### Exercise objective:
Go through the data that follows and restate each line exactly as it reads.

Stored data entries
== Segment start ==

//! Cart and favorites commands.
//!
//! Each command signs in as the user (hydrating their cart and favorites
//! from the record store), applies the change locally, then writes the
//! result back with a profile sync.

use glowcart_core::{CartLineItem, FavoriteItem, ProductId, UserId};
use glowcart_storefront::{AppState, Session};
use secrecy::SecretString;

use super::CommandError;

async fn sign_in(state: &AppState, token: String, user: &str) -> Result<Session, CommandError> {
    let mut session = Session::guest();
    session
        .restore(state.records(), SecretString::from(token), &UserId::new(user))
        .await?;
    Ok(session)
}

/// Print the user's cart, favorites and checkout totals.
///
/// # Errors
///
/// Returns error if the user record cannot be fetched.
pub async fn show(state: &AppState, token: String, user: &str) -> Result<(), CommandError> {
    let session = sign_in(state, token, user).await?;
    let summary = session.checkout_summary();

    #[allow(clippy::print_stdout)]
    {
        println!("Cart");
        for line in session.cart().items() {
            println!(
                "  {:>4}  {:<32} {:>3} x {:>8}  {:>9}",
                line.id.as_i64(),
                line.name,
                line.quantity,
                line.price.to_string(),
                line.line_total().to_string(),
            );
        }
        println!("  Items:    {}", summary.item_count);
        println!("  Subtotal: {}", summary.subtotal);
        println!("  Shipping: {}", summary.shipping);
        println!("  Total:    {}", summary.total);

        println!("Favorites");
        for favorite in session.favorites().items() {
            println!("  {:>4}  {}", favorite.id.as_i64(), favorite.name);
        }
    }
    Ok(())
}

/// Add a catalog product to the user's cart.
///
/// # Errors
///
/// Returns error if the user or product does not exist, or the sync fails.
pub async fn add(
    state: &AppState,
    token: String,
    user: &str,
    product: i64,
    quantity: u32,
) -> Result<(), CommandError> {
    let product = state.catalog().product(ProductId::new(product)).await?;
    let mut session = sign_in(state, token, user).await?;

    session
        .cart_mut()
        .add_item(CartLineItem::from(&product).with_quantity(quantity));
    session.sync_profile(state.records()).await?;

    tracing::info!(
        "Added {quantity} x {} to cart of user {user} (total {})",
        product.name,
        session.cart().total()
    );
    Ok(())
}

/// Remove a product from the user's cart.
///
/// # Errors
///
/// Returns error if the user does not exist or the sync fails.
pub async fn remove(
    state: &AppState,
    token: String,
    user: &str,
    product: i64,
) -> Result<(), CommandError> {
    let mut session = sign_in(state, token, user).await?;

    session.cart_mut().remove_item(ProductId::new(product));
    session.sync_profile(state.records()).await?;

    tracing::info!("Removed product {product} from cart of user {user}");
    Ok(())
}

/// Toggle a catalog product in the user's favorites.
///
/// # Errors
///
/// Returns error if the user or product does not exist, or the sync fails.
pub async fn favorite(
    state: &AppState,
    token: String,
    user: &str,
    product: i64,
) -> Result<(), CommandError> {
    let product = state.catalog().product(ProductId::new(product)).await?;
    let mut session = sign_in(state, token, user).await?;

    let now_favorite = session.favorites_mut().toggle(FavoriteItem::from(&product));
    session.sync_profile(state.records()).await?;

    if now_favorite {
        tracing::info!("Added {} to favorites of user {user}", product.name);
    } else {
        tracing::info!("Removed {} from favorites of user {user}", product.name);
    }
    Ok(())
}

== Segment end ==

### Task answer:
//! Cart and favorites commands.
//!
//! Each command signs in as the user (hydrating their cart and favorites
//! from the record store), applies the change locally, then writes the
//! result back with a profile sync.

use glowcart_core::{CartLineItem, FavoriteItem, ProductId, UserId};
use glowcart_storefront::{AppState, Session};
use secrecy::SecretString;

use super::CommandError;

async fn sign_in(state: &AppState, token: String, user: &str) -> Result<Session, CommandError> {
    let mut session = Session::guest();
    session
        .restore(state.records(), SecretString::from(token), &UserId::new(user))
        .await?;
    Ok(session)
}

/// Print the user's cart, favorites and checkout totals.
///
/// # Errors
///
/// Returns error if the user record cannot be fetched.
pub async fn show(state: &AppState, token: String, user: &str) -> Result<(), CommandError> {
    let session = sign_in(state, token, user).await?;
    let summary = session.checkout_summary();

    #[allow(clippy::print_stdout)]
    {
        println!("Cart");
        for line in session.cart().items() {
            println!(
                "  {:>4}  {:<32} {:>3} x {:>8}  {:>9}",
                line.id.as_i64(),
                line.name,
                line.quantity,
                line.price.to_string(),
                line.line_total().to_string(),
            );
        }
        println!("  Items:    {}", summary.item_count);
        println!("  Subtotal: {}", summary.subtotal);
        println!("  Shipping: {}", summary.shipping);
        println!("  Total:    {}", summary.total);

        println!("Favorites");
        for favorite in session.favorites().items() {
            println!("  {:>4}  {}", favorite.id.as_i64(), favorite.name);
        }
    }
    Ok(())
}

/// Add a catalog product to the user's cart.
///
/// # Errors
///
/// Returns error if the user or product does not exist, or the sync fails.
pub async fn add(
    state: &AppState,
    token: String,
    user: &str,
    product: i64,
    quantity: u32,
) -> Result<(), CommandError> {
    let product = state.catalog().product(ProductId::new(product)).await?;
    let mut session = sign_in(state, token, user).await?;

    session
        .cart_mut()
        .add_item(CartLineItem::from(&product).with_quantity(quantity));
    session.sync_profile(state.records()).await?;

    tracing::info!(
        "Added {quantity} x {} to cart of user {user} (total {})",
        product.name,
        session.cart().total()
    );
    Ok(())
}

/// Remove a product from the user's cart.
///
/// # Errors
///
/// Returns error if the user does not exist or the sync fails.
pub async fn remove(
    state: &AppState,
    token: String,
    user: &str,
    product: i64,
) -> Result<(), CommandError> {
    let mut session = sign_in(state, token, user).await?;

    session.cart_mut().remove_item(ProductId::new(product));
    session.sync_profile(state.records()).await?;

    tracing::info!("Removed product {product} from cart of user {user}");
    Ok(())
}

/// Toggle a catalog product in the user's favorites.
///
/// # Errors
///
/// Returns error if the user or product does not exist, or the sync fails.
pub async fn favorite(
    state: &AppState,
    token: String,
    user: &str,
    product: i64,
) -> Result<(), CommandError> {
    let product = state.catalog().product(ProductId::new(product)).await?;
    let mut session = sign_in(state, token, user).await?;

    let now_favorite = session.favorites_mut().toggle(FavoriteItem::from(&product));
    session.sync_profile(state.records()).await?;

    if now_favorite {
        tracing::info!("Added {} to favorites of user {user}", product.name);
    } else {
        tracing::info!("Removed {} from favorites of user {user}", product.name);
    }
    Ok(())
}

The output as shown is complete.